大学に上がってからようやく、ノエミは結婚して家を出ていた姉にその疑問をもらした。すると姉は意外そうな顔をして、あの時お母さんはあんたを連れて実家へ帰っていたのだと教えてくれた。何も知らなかったの、と姉は目を丸くしていた。ノエミもまた驚いた。

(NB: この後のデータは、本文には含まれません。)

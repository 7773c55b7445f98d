use actix::prelude::*;
use chrono::{Local, NaiveDate};
use std::sync::Arc;
use std::time::{Duration, Instant};

use crate::actors::core::ScopedStore;
use crate::domain::order::{
    can_change_status_all, can_resend_all, is_selectable, BatchAction, BatchWarning,
    FilterDefaults, FilterEffect, FilterState, SelectionSet,
};
use crate::metrics::ConsoleMetrics;
use crate::models::{OrderPage, OrderRow};
use crate::service::{OrderQuery, OrderService, ServiceError};
use crate::utils::{Debouncer, TaskSlot};

mod messages;
pub mod workflow;

pub use messages::*;
pub use workflow::{BatchOutcome, BatchPrompt, BatchWorkflow, PendingBatch, WorkflowPhase};

// ============================================================================
// Order List Controller
// ============================================================================
//
// One actor per mounted order list. It owns the filter, the debounced
// search term, the current result page, the selection and the batch
// workflow. The actor mailbox is the event loop: every state change happens
// in a handler, and network calls run as actor futures whose results are
// applied back on the actor.
//
// Fetch cycles:
//   refresh() -> TaskSlot::begin() cancels the previous token
//             -> list_orders + has_negative_profit_in_range run concurrently
//             -> each settlement is applied only if its token is current
//
// Collaborators are injected. Nothing is global.
//
// ============================================================================

const ROWS_QUERY: &str = "rows";
const FLAG_QUERY: &str = "negative_profit";

#[derive(Debug, Clone)]
pub struct ControllerSettings {
    pub search_debounce: Duration,
    pub filter_defaults: FilterDefaults,
    pub default_failure_message: String,
}

impl Default for ControllerSettings {
    fn default() -> Self {
        Self {
            search_debounce: Duration::from_millis(800),
            filter_defaults: FilterDefaults::default(),
            default_failure_message: "Something went wrong".to_string(),
        }
    }
}

pub struct OrderListController {
    service: Arc<dyn OrderService>,
    settings: ControllerSettings,
    today: Option<NaiveDate>,

    filter: FilterState,
    debounced_search: String,
    debouncer: Debouncer,

    fetches: TaskSlot,
    outstanding: u8,
    rows: Vec<OrderRow>,
    total_count: u64,
    is_loading: bool,
    is_stale: bool,
    has_negative_profit: bool,

    selection: SelectionSet,
    workflow: BatchWorkflow,
    notice: Option<Notice>,

    scoped: Vec<Arc<dyn ScopedStore>>,
    metrics: Option<Arc<ConsoleMetrics>>,
    torn_down: bool,
}

impl OrderListController {
    pub fn new(service: Arc<dyn OrderService>, settings: ControllerSettings) -> Self {
        let filter = settings.filter_defaults.build(Local::now().date_naive());

        Self {
            service,
            debouncer: Debouncer::new(settings.search_debounce),
            workflow: BatchWorkflow::new(settings.default_failure_message.clone()),
            settings,
            today: None,
            filter,
            debounced_search: String::new(),
            fetches: TaskSlot::new(),
            outstanding: 0,
            rows: Vec::new(),
            total_count: 0,
            is_loading: false,
            is_stale: true,
            has_negative_profit: false,
            selection: SelectionSet::new(),
            notice: None,
            scoped: Vec::new(),
            metrics: None,
            torn_down: false,
        }
    }

    /// Register a store to be reset on teardown and filter reset.
    pub fn with_scoped_store(mut self, store: Arc<dyn ScopedStore>) -> Self {
        self.scoped.push(store);
        self
    }

    pub fn with_metrics(mut self, metrics: Arc<ConsoleMetrics>) -> Self {
        self.metrics = Some(metrics);
        self
    }

    /// Pin the calendar date the default date range is computed from.
    pub fn with_today(mut self, today: NaiveDate) -> Self {
        self.today = Some(today);
        self.filter = self.settings.filter_defaults.build(today);
        self
    }

    fn today(&self) -> NaiveDate {
        self.today.unwrap_or_else(|| Local::now().date_naive())
    }

    fn snapshot(&self) -> ControllerSnapshot {
        ControllerSnapshot {
            filter: self.filter.clone(),
            debounced_search: self.debounced_search.clone(),
            rows: self.rows.clone(),
            total_count: self.total_count,
            is_loading: self.is_loading,
            is_stale: self.is_stale,
            has_negative_profit: self.has_negative_profit,
            selection: self.selection.clone(),
            can_resend_all: can_resend_all(&self.selection),
            can_change_status_all: can_change_status_all(&self.selection),
            workflow_phase: self.workflow.phase(),
            pending_action: self.workflow.pending().map(|batch| batch.action),
            busy: self.workflow.is_busy(),
            notice: self.notice.clone(),
        }
    }

    // ------------------------------------------------------------------------
    // Filter
    // ------------------------------------------------------------------------

    /// Back to the mount state. Scoped stores are reset with it.
    fn reset_filter(&mut self) {
        self.debouncer.cancel();
        self.filter = self.settings.filter_defaults.build(self.today());
        self.debounced_search.clear();
        for store in &self.scoped {
            store.reset();
        }
    }

    fn schedule_search(&mut self, ctx: &mut Context<Self>) {
        let restarted = self.debouncer.is_pending();
        if restarted {
            if let Some(metrics) = &self.metrics {
                metrics.record_debounce_restart();
            }
        }

        let addr = ctx.address();
        let value = self.filter.search.clone();
        let generation = self
            .debouncer
            .call(move |generation| addr.do_send(SearchSettled { generation, value }));

        tracing::trace!(generation, restarted, "Search debounce armed");
    }

    // ------------------------------------------------------------------------
    // Fetch orchestration
    // ------------------------------------------------------------------------

    fn refresh(&mut self, ctx: &mut Context<Self>) {
        let Some(query) = OrderQuery::from_filter(&self.filter, &self.debounced_search) else {
            // Nothing in flight may land against a filter it no longer matches
            if let Some(previous) = self.fetches.cancel() {
                tracing::debug!(token = previous.id(), "Cancelled in-flight fetch");
            }
            self.outstanding = 0;
            self.is_loading = false;
            tracing::debug!("Date range incomplete, fetch skipped");
            return;
        };

        let (token, superseded) = self.fetches.begin();
        if let Some(previous) = &superseded {
            tracing::debug!(superseded = previous.id(), token = token.id(), "Superseding in-flight fetch");
        }
        if let Some(metrics) = &self.metrics {
            metrics.record_fetch_started(superseded.is_some());
        }

        self.outstanding = 2;
        self.is_loading = true;

        tracing::debug!(
            token = token.id(),
            page = query.page,
            page_size = query.page_size,
            search = %query.search,
            statuses = query.statuses.len(),
            "Fetch cycle started"
        );

        let id = token.id();
        let started = Instant::now();

        let service = self.service.clone();
        let rows_query = query.clone();
        let signal = token.signal();
        ctx.spawn(
            async move { service.list_orders(&rows_query, signal).await }
                .into_actor(self)
                .map(move |result, act, _ctx| act.settle_rows(id, started, result)),
        );

        let service = self.service.clone();
        let signal = token.signal();
        ctx.spawn(
            async move { service.has_negative_profit_in_range(&query, signal).await }
                .into_actor(self)
                .map(move |result, act, _ctx| act.settle_flag(id, started, result)),
        );
    }

    fn discard_stale(&self, query: &str, id: u64, cancelled: bool) {
        tracing::debug!(token = id, query, cancelled, "Discarding stale response");
        if let Some(metrics) = &self.metrics {
            metrics.record_stale_response(query);
        }
    }

    fn record_query(&self, query: &str, started: Instant, success: bool) {
        if let Some(metrics) = &self.metrics {
            metrics.record_query(query, started.elapsed().as_secs_f64(), success);
        }
    }

    fn settle_rows(&mut self, id: u64, started: Instant, result: Result<OrderPage, ServiceError>) {
        if !self.fetches.is_current(id) {
            self.discard_stale(ROWS_QUERY, id, matches!(result, Err(ServiceError::Cancelled)));
            return;
        }
        self.record_query(ROWS_QUERY, started, result.is_ok());

        self.is_loading = false;
        self.is_stale = false;

        match result {
            Ok(page) => {
                tracing::debug!(token = id, rows = page.rows.len(), total = page.total_count, "Rows loaded");
                self.rows = page.rows;
                self.total_count = page.total_count;
            }
            Err(e) => {
                tracing::warn!(token = id, error = %e, "Order listing failed, showing empty result");
                self.rows.clear();
                self.total_count = 0;
            }
        }

        self.finish_query(id);
    }

    fn settle_flag(&mut self, id: u64, started: Instant, result: Result<bool, ServiceError>) {
        if !self.fetches.is_current(id) {
            self.discard_stale(FLAG_QUERY, id, matches!(result, Err(ServiceError::Cancelled)));
            return;
        }
        self.record_query(FLAG_QUERY, started, result.is_ok());

        self.has_negative_profit = match result {
            Ok(flag) => flag,
            Err(e) => {
                tracing::warn!(token = id, error = %e, "Negative profit check failed");
                false
            }
        };

        self.finish_query(id);
    }

    fn finish_query(&mut self, id: u64) {
        self.outstanding = self.outstanding.saturating_sub(1);
        if self.outstanding == 0 && self.fetches.complete(id) {
            tracing::trace!(token = id, "Fetch cycle settled");
        }
    }

    // ------------------------------------------------------------------------
    // Batch outcome
    // ------------------------------------------------------------------------

    fn apply_outcome(&mut self, action: BatchAction, outcome: &BatchOutcome, ctx: &mut Context<Self>) {
        if let Some(metrics) = &self.metrics {
            metrics.record_batch_outcome(action.label(), outcome.is_success());
        }

        match outcome {
            BatchOutcome::Succeeded { count, message, .. } => {
                tracing::info!(action = action.label(), count, "Batch action succeeded");
                self.notice = Some(Notice::success(message.clone()));
                self.selection.clear();

                // Canceled rows leave the current filter context
                if matches!(action, BatchAction::CancelAndRefund) {
                    self.reset_filter();
                }
                self.refresh(ctx);
            }
            BatchOutcome::Failed { message, .. } => {
                tracing::warn!(action = action.label(), message = %message, "Batch action failed");
                self.notice = Some(Notice::error(message.clone()));
            }
        }
    }

    fn teardown(&mut self) {
        if self.torn_down {
            return;
        }
        self.torn_down = true;

        let debounce_cancelled = self.debouncer.cancel();
        let fetch_cancelled = self.fetches.cancel().map(|token| token.id());

        self.reset_filter();
        self.selection.clear();
        self.workflow.dismiss();
        self.rows.clear();
        self.total_count = 0;
        self.outstanding = 0;
        self.is_loading = false;
        self.is_stale = true;
        self.has_negative_profit = false;
        self.notice = None;

        tracing::info!(
            ?fetch_cancelled,
            debounce_cancelled,
            stores = self.scoped.len(),
            "Order list controller torn down"
        );
    }
}
use serde::{Deserialize, Serialize};
use std::fmt;

use super::value_objects::ManualStatus;
use crate::models::{OrderId, OrderRow};

// ============================================================================
// Batch Commands - Represent user intent for mutating operations
// ============================================================================

#[derive(Debug, Clone, Copy, PartialEq, Eq, Serialize, Deserialize)]
#[serde(tag = "action", content = "target", rename_all = "snake_case")]
pub enum BatchAction {
    ChangeStatus(ManualStatus),
    Resend,
    CancelAndRefund,
}

impl BatchAction {
    /// Stable label used for logs and metrics.
    pub fn label(&self) -> &'static str {
        match self {
            BatchAction::ChangeStatus(_) => "change_status",
            BatchAction::Resend => "resend",
            BatchAction::CancelAndRefund => "cancel_and_refund",
        }
    }
}

impl fmt::Display for BatchAction {
    fn fmt(&self, f: &mut fmt::Formatter<'_>) -> fmt::Result {
        match self {
            BatchAction::ChangeStatus(status) => {
                write!(f, "status change to {}", super::StatusCode::from(*status))
            }
            BatchAction::Resend => f.write_str("resend"),
            BatchAction::CancelAndRefund => f.write_str("cancel and refund"),
        }
    }
}

/// Which records a batch action applies to.
#[derive(Debug, Clone, PartialEq)]
pub enum BatchScope {
    /// Row-level action button.
    Single(OrderRow),
    /// Toolbar action over the current selection.
    Selection,
}

#[derive(Debug, Clone, PartialEq)]
pub struct BatchRequest {
    pub action: BatchAction,
    pub scope: BatchScope,
}

impl BatchRequest {
    pub fn single(action: BatchAction, row: OrderRow) -> Self {
        Self {
            action,
            scope: BatchScope::Single(row),
        }
    }

    pub fn selection(action: BatchAction) -> Self {
        Self {
            action,
            scope: BatchScope::Selection,
        }
    }
}

/// Ids sent to the Order Service for one mutation.
#[derive(Debug, Clone, PartialEq, Eq)]
pub enum OrderTarget {
    One(OrderId),
    Many(Vec<OrderId>),
}

impl OrderTarget {
    pub fn ids(&self) -> Vec<OrderId> {
        match self {
            OrderTarget::One(id) => vec![*id],
            OrderTarget::Many(ids) => ids.clone(),
        }
    }

    pub fn len(&self) -> usize {
        match self {
            OrderTarget::One(_) => 1,
            OrderTarget::Many(ids) => ids.len(),
        }
    }

    pub fn is_empty(&self) -> bool {
        self.len() == 0
    }

    pub fn contains(&self, id: &OrderId) -> bool {
        match self {
            OrderTarget::One(single) => single == id,
            OrderTarget::Many(ids) => ids.contains(id),
        }
    }
}
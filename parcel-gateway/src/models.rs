use serde::{Deserialize, Serialize};

/// One shipment record, exactly as the ledger contract reports it.
///
/// Ids are assigned sequentially by the contract and are never generated or
/// rewritten on this side. `state` is the contract's raw status code; the
/// enumeration itself is owned by the contract.
#[derive(Debug, Clone, PartialEq, Eq, Serialize, Deserialize)]
#[serde(rename_all = "camelCase")]
pub struct Parcel {
    pub id: u64,
    pub price: u64,
    pub state: u8,
    pub city: String,
    pub client_full_name: String,
    pub client_phone_number: String,
}

/// One entry of a parcel's append-only status history.
#[derive(Debug, Clone, PartialEq, Eq, Serialize, Deserialize)]
pub struct ParcelHistoryItem {
    pub status: u8,
    /// Seconds since epoch, as recorded by the contract.
    pub timestamp: u64,
}

/// Confirmation that a submitted transaction was included by the ledger.
#[derive(Debug, Clone, Serialize, Deserialize)]
#[serde(rename_all = "camelCase")]
pub struct TxReceipt {
    pub transaction_id: String,
    pub block_hash: String,
    pub block_number: u64,
    pub status: u8,
}
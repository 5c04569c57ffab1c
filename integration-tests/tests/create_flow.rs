use std::time::Duration;

use serde_json::{json, Value};

use integration_tests::support::{
    serve_ledger, spawn_gateway, spawn_gateway_with_timeout, MockLedger,
};

async fn post_parcel(gateway: &str, body: Value) -> (reqwest::StatusCode, Value) {
    let response = reqwest::Client::new()
        .post(format!("{gateway}/api/parcels"))
        .json(&body)
        .send()
        .await
        .unwrap();
    let status = response.status();
    (status, response.json().await.unwrap())
}

fn parcel_body() -> Value {
    json!({
        "price": 1200,
        "state": 0,
        "city": "Paris",
        "clientFullName": "Ada Lovelace",
        "clientPhoneNumber": "+33 1 23 45 67 89",
    })
}

#[tokio::test]
async fn create_waits_for_inclusion_then_reports() {
    // Receipt appears on the third poll; the response must not come earlier.
    let ledger = MockLedger::new(2);
    let gateway = spawn_gateway(&serve_ledger(ledger.clone()).await).await;

    let (status, body) = post_parcel(&gateway, parcel_body()).await;
    assert_eq!(status, reqwest::StatusCode::OK);
    assert_eq!(body, json!({ "message": "Parcel created" }));

    assert_eq!(ledger.submissions(), 1);
    assert_eq!(ledger.receipt_polls(), 3);

    // The new parcel is now visible through the read path, with the
    // submitted field values and a ledger-assigned id.
    let list: Value =
        reqwest::get(format!("{gateway}/api/parcels")).await.unwrap().json().await.unwrap();
    let parcels = list.as_array().unwrap();
    assert_eq!(parcels.len(), 1);
    assert_eq!(parcels[0]["id"], "1");
    assert_eq!(parcels[0]["price"], "1200");
    assert_eq!(parcels[0]["city"], "Paris");
    assert_eq!(parcels[0]["clientFullName"], "Ada Lovelace");
}

#[tokio::test]
async fn resubmitting_creates_a_second_distinct_parcel() {
    let ledger = MockLedger::new(0);
    let gateway = spawn_gateway(&serve_ledger(ledger.clone()).await).await;

    post_parcel(&gateway, parcel_body()).await;
    post_parcel(&gateway, parcel_body()).await;

    assert_eq!(ledger.submissions(), 2);
    let parcels = ledger.parcels();
    assert_eq!(parcels.len(), 2);
    assert_eq!(parcels[0].id, 1);
    assert_eq!(parcels[1].id, 2);
}

#[tokio::test]
async fn missed_confirmation_deadline_surfaces_as_timeout() {
    // Receipt never appears; the bounded wait must fire instead of hanging.
    let ledger = MockLedger::new(u64::MAX);
    let url = serve_ledger(ledger).await;
    let gateway = spawn_gateway_with_timeout(&url, Duration::from_millis(250)).await;

    let (status, body) = post_parcel(&gateway, parcel_body()).await;
    assert_eq!(status, reqwest::StatusCode::GATEWAY_TIMEOUT);
    assert_eq!(body["error"], "timeout");
    assert!(!body["message"].as_str().unwrap().is_empty());
}

#[tokio::test]
async fn submission_against_an_unknown_contract_is_a_chain_error() {
    // The ledger hosts a different contract than the gateway is bound to.
    let ledger = MockLedger::with_contract("0xother", 0);
    let gateway = spawn_gateway(&serve_ledger(ledger).await).await;

    let (status, body) = post_parcel(&gateway, parcel_body()).await;
    assert_eq!(status, reqwest::StatusCode::BAD_GATEWAY);
    assert_eq!(body["error"], "chain");
    assert_eq!(body["message"], "unknown contract 0xparcel");
}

「私、二回はおばあちゃんの家で誕生日してもらってると思うんだけど」
「そうよ。私が中学入ってから二年の冬休みが終わるまでいなかったからね」
「なんでお母さんは実家帰ってたの」
姉は苦々しく嗤った。
「さあね。お父さんと暮らしてるのがつまんなくなったんじゃないの」
ノエミはこの時初めて、両親がかつて離婚の危機にあったことを知った。しかしこうしてみると、十年以上にわたって全く何も知らずにいられたというのは、明らかに不自然だった。父や母がわざわざ娘に聞かせるような話ではないだろうが、それを差し引いても妙なことに思えた。親戚の集まりにはこれまでだって何度も出向いていた。
そう考えると、ノエミの疑問に姉が驚いたのも、素直に信じていいものか疑わしくなってきた。その時は姉の言葉に納得したものの、後から思い返してみると、どこか片手落ちのようなざらりとした違和感が残った。